This weekend I read Laurence Freeman’s lovely short book, Pearl of Great Price. The book takes a couple hours to get through, and it’s available as a free PDF, so if you’re interested in contemplative practice there’s really no good reason not to read it.


All pictures are of Bath Cathedral

For me this throwaway line about how contemplative practice became suspect in Western Christianity was rather compelling, and a nice explanation of how what had once been very important in Christianity became marginal:

Many think it [the declining respect for contemplation] began in the twelfth century with the divorce between theology and prayer, when theology became a university subject and deep prayer the specialty of monks. At the Reformation, this situation worsened as Catholics grew suspicious of contemplation because it seemed too Protestant in its emphasis on personal experience and unmediated relationship to God. Protestants were wary of it because it seemed too Catholic and too related to the elitism of monasteries. (14)

There’s also a great chapter explaining why some Christian demoninations consider meditation to be non-Christian, is merely a form of stress reduction that doesn’t have anything to do with spiritual life, or contend that it’s downright evil.

More quotes from the book after the jump (but really, go read the whole thing yourself).

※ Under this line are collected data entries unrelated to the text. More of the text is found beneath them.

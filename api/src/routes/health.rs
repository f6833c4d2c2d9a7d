use axum::extract::State;
use axum::http::StatusCode;
use axum::response::IntoResponse;
use axum::{Json, Router, routing::get};

use crate::HealthResponse;
use crate::state::AppState;

pub fn router() -> Router<AppState> {
    Router::new().route("/health", get(health_check))
}

/// Health check endpoint. Reports degraded when the store does not answer.
#[utoipa::path(
    get,
    path = "/health",
    responses(
        (status = 200, description = "Service is healthy", body = HealthResponse),
        (status = 503, description = "Store is unreachable", body = HealthResponse)
    ),
    tag = "system"
)]
pub async fn health_check(State(state): State<AppState>) -> impl IntoResponse {
    let store_ok = match state.store.ping().await {
        Ok(()) => true,
        Err(err) => {
            tracing::warn!(error = %err, "health check: store ping failed");
            false
        }
    };

    let (http_status, status) = if store_ok {
        (StatusCode::OK, "ok")
    } else {
        (StatusCode::SERVICE_UNAVAILABLE, "degraded")
    };

    (
        http_status,
        Json(HealthResponse {
            status: status.to_string(),
            version: env!("CARGO_PKG_VERSION").to_string(),
        }),
    )
}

There is nothing simpler than meditation…. But as anyone who has tried it knows, simple is not easy. (7)

Contemplation is not an escape from the problems of personal life or work, from family or social responsibility. Meditation is the work of contemplation and, as a daily practice, it becomes part of our life-work. It helps us to do the other, active, part more productively and peacefully. Mary and Martha are like the two chambers of one heart. They don’t even just complement one another; they need each other to realize fullness of life. (15)

Spiritual discipline is necessary if we are to free ourselves from the tyranny of selfishness, addiction, fear, compulsiveness, delusion and self-fixation. (23)

[M]editation is simple not easy, life-giving not life-denying, embodied not abstract (24)

Prayer is not an alternative to action but its very ground. (33)

In meditation we make the discovery that the repetition is not mechanical but faithful. Faithfulness makes for creativity, as the practice of starting and leading a group is creative work. (42)

Meditation is as natural to the spirit as breathing is to the body. (49)

The root of all distractions is self-consciousness. In meditation we are ‘leaving self behind’. Distractions will come, but don’t try to repress or fight them. Simply let them go. When you find that a thought has hooked your attention, simply return in faith to saying the mantra. This is the ‘work of the word’. If you are led to a level of peace and clarity and think ‘I have no thoughts’, that thought is a thought. So keep saying the mantra and allow it to become more fine and subtle as you go deeper. (51)

[D]on’t assess your progress. The feeling of failure – or success – may be the biggest distraction of all. Do not expect or look for ‘experiences’ in meditation. (51)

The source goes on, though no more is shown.